魔法による空間移動は肉体に対する負荷は少ないらしいけど、精神的には結構疲れるみたいね。

まあ、異世界からボモージュ、ヴィンドボナと移動してきた訳だから疲れるのも当然かもしれないわ。



「いらっしゃいませ~、お茶どうぞ~」

少し間延びしたような話し方で声が掛けられる。
正面の大きな執務机、中央に置かれたノートパソコンから顔も上げずに声だけが飛んでくる。

「ハイ、頂きます、アンジェリカ姉さん」
アンナは執務机の横に置かれたチェアに歩み寄りながら答えた。

見れば机の端には丸いお盆、その上にはティーセット。
ご丁寧にお茶請けらしい和菓子までが用意されていた。

「ちょっと待ってね~、直ぐに終わらすから~。 あっ、それ鶴屋八万の最中、おいしいよ~」
そんな箏言いながら忙しなく指先をキーボードに這わすアンジェリカ姉さん、視線はモニターを見つめたままだ。

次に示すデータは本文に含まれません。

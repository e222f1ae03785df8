//! Application repository.

use jobs_core::{JobApplication, JobApplicationId, JobListingId};
use serde::Deserialize;

use crate::records::{APPLICATION_TABLE, ApplicationRecord, LISTING_TABLE, ListingRecord};
use crate::{Database, DbError};

/// Repository for applications submitted against job listings.
///
/// Applications are removed together with their listing by
/// `JobListingRepository::delete`.
#[derive(Clone)]
pub struct JobApplicationRepository {
    db: Database,
}

#[derive(Debug, Deserialize)]
struct CountRecord {
    count: usize,
}

impl JobApplicationRepository {
    pub fn new(db: Database) -> Self {
        Self { db }
    }

    /// Store an application. The listing must exist.
    pub async fn create(&self, application: &JobApplication) -> Result<JobApplication, DbError> {
        let listing: Option<ListingRecord> = self
            .db
            .select((LISTING_TABLE, application.job_id.to_string()))
            .await?;
        if listing.is_none() {
            return Err(DbError::NotFound(format!(
                "Job listing not found: {}",
                application.job_id
            )));
        }

        let mut response = self
            .db
            .query(
                "CREATE type::thing('job_application', $id) SET \
                 job_id = $job_id, name = $name, email = $email, phone = $phone, \
                 cover_letter = $cover_letter, created_at = <datetime> $created_at",
            )
            .bind(("id", application.id.to_string()))
            .bind(("job_id", application.job_id.to_string()))
            .bind(("name", application.name.clone()))
            .bind(("email", application.email.clone()))
            .bind(("phone", application.phone.clone()))
            .bind(("cover_letter", application.cover_letter.clone()))
            .bind(("created_at", application.created_at.to_rfc3339()))
            .await?;

        let created: Option<ApplicationRecord> = response.take(0)?;
        tracing::debug!(
            "Created application {} for listing {}",
            application.id,
            application.job_id
        );

        created
            .ok_or_else(|| DbError::Query("Failed to create application".into()))?
            .into_application()
    }

    pub async fn get(&self, id: JobApplicationId) -> Result<JobApplication, DbError> {
        let record: Option<ApplicationRecord> =
            self.db.select((APPLICATION_TABLE, id.to_string())).await?;

        record
            .ok_or_else(|| DbError::NotFound(format!("Application not found: {}", id)))?
            .into_application()
    }

    /// Applications for a listing, oldest first.
    pub async fn list_for_job(&self, job_id: JobListingId) -> Result<Vec<JobApplication>, DbError> {
        let mut response = self
            .db
            .query("SELECT * FROM job_application WHERE job_id = $job_id ORDER BY created_at ASC")
            .bind(("job_id", job_id.to_string()))
            .await?;

        let records: Vec<ApplicationRecord> = response.take(0)?;
        records
            .into_iter()
            .map(ApplicationRecord::into_application)
            .collect()
    }

    pub async fn count_for_job(&self, job_id: JobListingId) -> Result<usize, DbError> {
        let mut response = self
            .db
            .query("SELECT count() FROM job_application WHERE job_id = $job_id GROUP ALL")
            .bind(("job_id", job_id.to_string()))
            .await?;

        let counts: Vec<CountRecord> = response.take(0)?;
        Ok(counts.first().map(|c| c.count).unwrap_or(0))
    }

    pub async fn delete(&self, id: JobApplicationId) -> Result<(), DbError> {
        let deleted: Option<ApplicationRecord> =
            self.db.delete((APPLICATION_TABLE, id.to_string())).await?;

        if deleted.is_none() {
            return Err(DbError::NotFound(format!("Application not found: {}", id)));
        }

        tracing::debug!("Deleted application {}", id);
        Ok(())
    }
}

アンナは苦笑を浮かべながら、ティーポットを持ち上げる。
パチンと固定化が解除され、微かな湯気と同時に緑茶のほんのりとした甘い香りが広がった。

緑茶?
アンナは更に苦笑が大きくなるような気がした。

和菓子と緑茶まで用意しているなんて、どう見てもアンナが来ることを予想していたのが丸判りである。
アンジェリカ姉さんが、この部屋への転移を許しているのは、他の四人の姉さん以外だと、アンナを含めた妹三人だけだ。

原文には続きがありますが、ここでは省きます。